Speaking to truck makers and parts suppliers at the Heavy Duty Dialogue in Las Vegas yesterday, Starks indicated that if the economy stays true to bullish predictions of 5 percent growth by year’s end, there’s a good chance that sales remain flattish or show a very modest uptick in the latter half of the year.
But what is clearly seen as an acute pre-buy in October, (followed by a smaller boost in Dec. as OEMs’ filled up order books with the last of pre-2010 inventory), could have lingering negative effects well into 2010 if the general economy doesn’t improve as robustly as some optimists hope.
What order books look like going into the second quarter, after some of the apprehension over new, more expensive EPA-mandated engines begins to dissipate, "will end up telling us a lot," says Starks.
Still, by using the last major recession in the 1980’s as a model, Starks says that any bounceback resembling the rebound of 2004 and record-breaking, pre-buy peak of 2006 "is not at all realistic."

the next 12 months, market analysts agree.
For one thing — putting aside the weakness of freight-driving economic indicators — "burning through" the massive pool of those 2006 trucks is going to take a while.
And Starks is vehemently unconvinced of the traditional life cycle argument that most large carriers commonly turnover their fleet every four to five years. If it was ever true, it isn’t in this economy, which, coupled with new, unpredictable 2010 technology, has turned traditional trade-in cycles on their heads.

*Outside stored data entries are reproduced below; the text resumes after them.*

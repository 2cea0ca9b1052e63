//! A host runtime double for unit tests.
//!
//! [`MockHost`] implements [`HostApi`] over plain Rust values: kernel contexts are [`MockContext`]s, values are
//! [`MockValue`]s and statuses are boxed [`MockStatus`]es. Output buffers are 8 byte aligned so any element type
//! can be viewed in place.

#![allow(dead_code)]

use std::cell::{Cell, RefCell};
use std::ffi::{c_char, c_void, CStr};

use crate::host::{HostApi, KernelContext};
use crate::sys;
use crate::tensor::{Element, ElementType};
use crate::util::element_count;
use crate::{Error, ErrorCode, LiteCustomOp, Result};

#[ctor::ctor]
unsafe fn init_logger() {
    let _ = env_logger::builder().is_test(true).try_init();
}

fn elem_size(elem: ElementType) -> usize {
    match elem {
        ElementType::Bool | ElementType::Int8 | ElementType::UInt8 => 1,
        ElementType::Int16
        | ElementType::UInt16
        | ElementType::Float16
        | ElementType::BFloat16 => 2,
        ElementType::Int32 | ElementType::UInt32 | ElementType::Float => 4,
        ElementType::Int64 | ElementType::UInt64 | ElementType::Double => 8,
        ElementType::String => 0,
    }
}

enum MockData {
    Numeric(Vec<u64>),
    Strings(Vec<String>),
}

/// A tensor owned by the mock host.
pub(crate) struct MockValue {
    elem: ElementType,
    shape: Vec<i64>,
    data: MockData,
}
impl MockValue {
    pub(crate) fn tensor<T: Element>(shape: &[i64], values: &[T]) -> Self {
        assert_eq!(element_count(shape), values.len() as i64);
        let mut value = Self::zeroed(T::TYPE, shape);
        if let MockData::Numeric(words) = &mut value.data {
            // Safety: the buffer holds at least `values.len()` elements of `T` and is 8 byte aligned.
            let dst = unsafe {
                std::slice::from_raw_parts_mut(words.as_mut_ptr().cast::<T>(), values.len())
            };
            dst.copy_from_slice(values);
        }
        value
    }

    pub(crate) fn strings(shape: &[i64], values: &[&str]) -> Self {
        assert_eq!(element_count(shape), values.len() as i64);
        Self {
            elem: ElementType::String,
            shape: shape.to_vec(),
            data: MockData::Strings(values.iter().map(|s| s.to_string()).collect()),
        }
    }

    fn zeroed(elem: ElementType, shape: &[i64]) -> Self {
        let data = if elem == ElementType::String {
            MockData::Strings(vec![String::new(); element_count(shape) as usize])
        } else {
            let bytes = element_count(shape) as usize * elem_size(elem);
            MockData::Numeric(vec![0; bytes.div_ceil(8)])
        };
        Self {
            elem,
            shape: shape.to_vec(),
            data,
        }
    }

    fn values<T: Element>(&self) -> Vec<T> {
        assert_eq!(self.elem, T::TYPE);
        match &self.data {
            MockData::Numeric(words) => {
                let len = element_count(&self.shape) as usize;
                // Safety: the buffer was created for `len` elements of `T`.
                unsafe { std::slice::from_raw_parts(words.as_ptr().cast::<T>(), len) }.to_vec()
            }
            MockData::Strings(_) => panic!("not a numeric tensor"),
        }
    }

    fn strings_data(&self) -> &[String] {
        match &self.data {
            MockData::Strings(strings) => strings,
            MockData::Numeric(_) => panic!("not a string tensor"),
        }
    }
}

/// One invocation as seen by the mock host.
pub(crate) struct MockContext {
    inputs: Vec<MockValue>,
    output_types: Vec<ElementType>,
    outputs: RefCell<Vec<Option<Box<MockValue>>>>,
    allocations: RefCell<Vec<usize>>,
    fail_outputs: Cell<bool>,
}
impl MockContext {
    pub(crate) fn new(inputs: Vec<MockValue>, output_types: &[ElementType]) -> Self {
        Self {
            inputs,
            output_types: output_types.to_vec(),
            outputs: RefCell::new(output_types.iter().map(|_| None).collect()),
            allocations: RefCell::new(vec![0; output_types.len()]),
            fail_outputs: Cell::new(false),
        }
    }

    /// Make every output allocation fail with an `EpFail` host error.
    pub(crate) fn fail_outputs(&self) {
        self.fail_outputs.set(true);
    }

    pub(crate) fn as_ptr(&self) -> *mut sys::OrtKernelContext {
        (self as *const Self).cast_mut().cast()
    }

    pub(crate) fn context(&mut self) -> KernelContext {
        static HOST: MockHost = MockHost;
        // Safety: the mock context outlives the tests using it.
        unsafe { KernelContext::new(self.as_ptr(), &HOST) }.unwrap()
    }

    pub(crate) fn kernel_info(&self) -> MockKernelInfo {
        MockKernelInfo {
            num_inputs: self.inputs.len(),
            num_outputs: self.output_types.len(),
        }
    }

    pub(crate) fn output<T: Element>(&self, index: usize) -> (Vec<i64>, Vec<T>) {
        let outputs = self.outputs.borrow();
        let value = outputs[index].as_ref().expect("output was not allocated");
        (value.shape.clone(), value.values())
    }

    pub(crate) fn output_strings(&self, index: usize) -> (Vec<i64>, Vec<String>) {
        let outputs = self.outputs.borrow();
        let value = outputs[index].as_ref().expect("output was not allocated");
        (value.shape.clone(), value.strings_data().to_vec())
    }

    pub(crate) fn is_allocated(&self, index: usize) -> bool {
        self.outputs.borrow()[index].is_some()
    }

    pub(crate) fn output_allocations(&self, index: usize) -> usize {
        self.allocations.borrow()[index]
    }
}

pub(crate) struct MockKernelInfo {
    pub(crate) num_inputs: usize,
    pub(crate) num_outputs: usize,
}
impl MockKernelInfo {
    pub(crate) fn as_ptr(&self) -> *const sys::OrtKernelInfo {
        (self as *const Self).cast()
    }
}

#[derive(Debug, PartialEq, Eq)]
pub(crate) struct MockStatus {
    pub(crate) code: ErrorCode,
    pub(crate) message: String,
}
impl MockStatus {
    /// # Safety
    ///
    /// `status` must be null or returned by [`MockHost::create_status`], and not used afterwards.
    pub(crate) unsafe fn take(status: sys::OrtStatusPtr) -> Option<MockStatus> {
        if status.is_null() {
            None
        } else {
            Some(*unsafe { Box::from_raw(status.cast::<MockStatus>()) })
        }
    }
}

pub(crate) struct MockHost;

fn host_error(message: &str) -> Error {
    Error::new(ErrorCode::Fail, message)
}

unsafe impl HostApi for MockHost {
    unsafe fn kernel_context_input_count(
        &self,
        context: *const sys::OrtKernelContext,
    ) -> Result<usize> {
        let ctx = unsafe { &*context.cast::<MockContext>() };
        Ok(ctx.inputs.len())
    }

    unsafe fn kernel_context_output_count(
        &self,
        context: *const sys::OrtKernelContext,
    ) -> Result<usize> {
        let ctx = unsafe { &*context.cast::<MockContext>() };
        Ok(ctx.output_types.len())
    }

    unsafe fn kernel_context_input(
        &self,
        context: *const sys::OrtKernelContext,
        index: usize,
    ) -> Result<*const sys::OrtValue> {
        let ctx = unsafe { &*context.cast::<MockContext>() };
        let value = ctx.inputs.get(index).ok_or_else(|| host_error("no such input"))?;
        Ok((value as *const MockValue).cast())
    }

    unsafe fn kernel_context_output(
        &self,
        context: *mut sys::OrtKernelContext,
        index: usize,
        dims: &[i64],
    ) -> Result<*mut sys::OrtValue> {
        let ctx = unsafe { &*context.cast::<MockContext>() };
        if ctx.fail_outputs.get() {
            return Err(Error::new(ErrorCode::EpFail, "out of device memory"));
        }
        let elem = *ctx
            .output_types
            .get(index)
            .ok_or_else(|| host_error("no such output"))?;
        let mut outputs = ctx.outputs.borrow_mut();
        let value = outputs[index].insert(Box::new(MockValue::zeroed(elem, dims)));
        ctx.allocations.borrow_mut()[index] += 1;
        Ok((&mut **value as *mut MockValue).cast())
    }

    unsafe fn tensor_type_and_shape(
        &self,
        value: *const sys::OrtValue,
    ) -> Result<(ElementType, Vec<i64>)> {
        let value = unsafe { &*value.cast::<MockValue>() };
        Ok((value.elem, value.shape.clone()))
    }

    unsafe fn tensor_data(&self, value: *const sys::OrtValue) -> Result<*const c_void> {
        let value = unsafe { &*value.cast::<MockValue>() };
        match &value.data {
            MockData::Numeric(words) => Ok(words.as_ptr().cast()),
            MockData::Strings(_) => Err(host_error("not a numeric tensor")),
        }
    }

    unsafe fn tensor_mutable_data(&self, value: *mut sys::OrtValue) -> Result<*mut c_void> {
        let value = unsafe { &mut *value.cast::<MockValue>() };
        match &mut value.data {
            MockData::Numeric(words) => Ok(words.as_mut_ptr().cast()),
            MockData::Strings(_) => Err(host_error("not a numeric tensor")),
        }
    }

    unsafe fn string_tensor_data_length(&self, value: *const sys::OrtValue) -> Result<usize> {
        let value = unsafe { &*value.cast::<MockValue>() };
        match &value.data {
            MockData::Strings(strings) => Ok(strings.iter().map(String::len).sum()),
            MockData::Numeric(_) => Err(host_error("not a string tensor")),
        }
    }

    unsafe fn string_tensor_content(
        &self,
        value: *const sys::OrtValue,
        buf: &mut [u8],
        offsets: &mut [usize],
    ) -> Result<()> {
        let value = unsafe { &*value.cast::<MockValue>() };
        let MockData::Strings(strings) = &value.data else {
            return Err(host_error("not a string tensor"));
        };
        if offsets.len() != strings.len() {
            return Err(Error::new(ErrorCode::InvalidArgument, "offsets length mismatch"));
        }
        let mut pos = 0;
        for (s, offset) in strings.iter().zip(offsets.iter_mut()) {
            *offset = pos;
            buf[pos..pos + s.len()].copy_from_slice(s.as_bytes());
            pos += s.len();
        }
        Ok(())
    }

    unsafe fn fill_string_tensor(
        &self,
        value: *mut sys::OrtValue,
        strings: &[*const c_char],
    ) -> Result<()> {
        let value = unsafe { &mut *value.cast::<MockValue>() };
        let MockData::Strings(dst) = &mut value.data else {
            return Err(host_error("not a string tensor"));
        };
        if dst.len() != strings.len() {
            return Err(Error::new(ErrorCode::InvalidArgument, "string count mismatch"));
        }
        for (dst, src) in dst.iter_mut().zip(strings) {
            *dst = unsafe { CStr::from_ptr(*src) }
                .to_str()
                .map_err(|_| host_error("invalid utf8"))?
                .to_owned();
        }
        Ok(())
    }

    unsafe fn kernel_info_input_count(&self, info: *const sys::OrtKernelInfo) -> Result<usize> {
        Ok(unsafe { &*info.cast::<MockKernelInfo>() }.num_inputs)
    }

    unsafe fn kernel_info_output_count(&self, info: *const sys::OrtKernelInfo) -> Result<usize> {
        Ok(unsafe { &*info.cast::<MockKernelInfo>() }.num_outputs)
    }

    fn create_status(&self, code: ErrorCode, message: &CStr) -> sys::OrtStatusPtr {
        let status = MockStatus {
            code,
            message: message.to_string_lossy().into_owned(),
        };
        Box::into_raw(Box::new(status)).cast()
    }

    #[cfg(any(feature = "cuda", feature = "dml"))]
    unsafe fn kernel_context_resource(
        &self,
        _context: *const sys::OrtKernelContext,
        _resource_version: i32,
        resource_id: i32,
    ) -> Result<*mut c_void> {
        Ok(resource_id as usize as *mut c_void)
    }
}

/// Drive a descriptor through its vtable the way the host does.
pub(crate) struct MockSession<'a> {
    op: &'a LiteCustomOp,
}
impl<'a> MockSession<'a> {
    pub(crate) fn new(op: &'a LiteCustomOp) -> Self {
        Self { op }
    }

    fn raw(&self) -> &sys::OrtCustomOp {
        // Safety: the descriptor is alive for `'a`.
        unsafe { &*self.op.as_ptr() }
    }

    pub(crate) fn create_kernel(&self, info: &MockKernelInfo) -> Result<*mut c_void, MockStatus> {
        let create = self.raw().CreateKernelV2.expect("CreateKernelV2");
        let mut kernel = std::ptr::null_mut();
        let status = unsafe {
            create(
                self.op.as_ptr(),
                std::ptr::null(),
                info.as_ptr(),
                &mut kernel,
            )
        };
        match unsafe { MockStatus::take(status) } {
            None => Ok(kernel),
            Some(status) => {
                assert!(kernel.is_null());
                Err(status)
            }
        }
    }

    pub(crate) fn compute(&self, kernel: *mut c_void, ctx: &MockContext) -> Result<(), MockStatus> {
        let compute = self.raw().KernelComputeV2.expect("KernelComputeV2");
        let status = unsafe { compute(kernel, ctx.as_ptr()) };
        match unsafe { MockStatus::take(status) } {
            None => Ok(()),
            Some(status) => Err(status),
        }
    }

    pub(crate) fn destroy_kernel(&self, kernel: *mut c_void) {
        let destroy = self.raw().KernelDestroy.expect("KernelDestroy");
        unsafe { destroy(kernel) };
    }

    /// Create a kernel for `ctx`, run it once and destroy it.
    pub(crate) fn run(&self, ctx: &MockContext) -> Result<(), MockStatus> {
        let kernel = self.create_kernel(&ctx.kernel_info())?;
        let result = self.compute(kernel, ctx);
        self.destroy_kernel(kernel);
        result
    }
}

"It doesn’t matter how old a piece of equipment is, just how many miles are on it and what condition it’s in," says Starks. "People who normally buy new are out to get two-to-three year old equipment that fits their needs."
Jerry Moyes, founder of North America’s largest truckload carrier, Swift Transportation, and Pat Quinn of USXpress are two major fleet CEOs that can vouch for that.
In a previous discussion panel at the Dialogue, both said that although they’ll experiment with a handful of new 2010 trucks, they will actively push trade cycles out farther by maintaining equipment or refurbishing trailers and replacing aging power units with two or three-year old pre-owned trucks — something that, at least in Quinn’s case, hasn’t really been done before.
The fact that new trucks are better built and longer lasting, ironically, doesn’t help OEMs in this market, adds Stu MacKay, the outspoken and colorful number cruncher of Mackay & Company.
On top of the overcapacity of trucks, utilization is at an all-time low, says MacKay. Right now it’s just a little over 82 percent, low enough on its own to keep a lid on significant new truck demand.
On the flip side, as is common when a lack of new truck sales is coupled by extended life cycles, things bode reasonably well for the parts and components aftermarket sector in the near term.
The high number of parked trucks in general is mitigating any lofty growth right away, says MacKay, but the heavy-duty aftermarket could see an 8 percent improvement by year’s end, peaking in 2011 before tailing off until 2014.
Even as carriers hold on to their main power units, "some of the major components from the big production years (2005-2006) are moving towards replacement," says MacKay.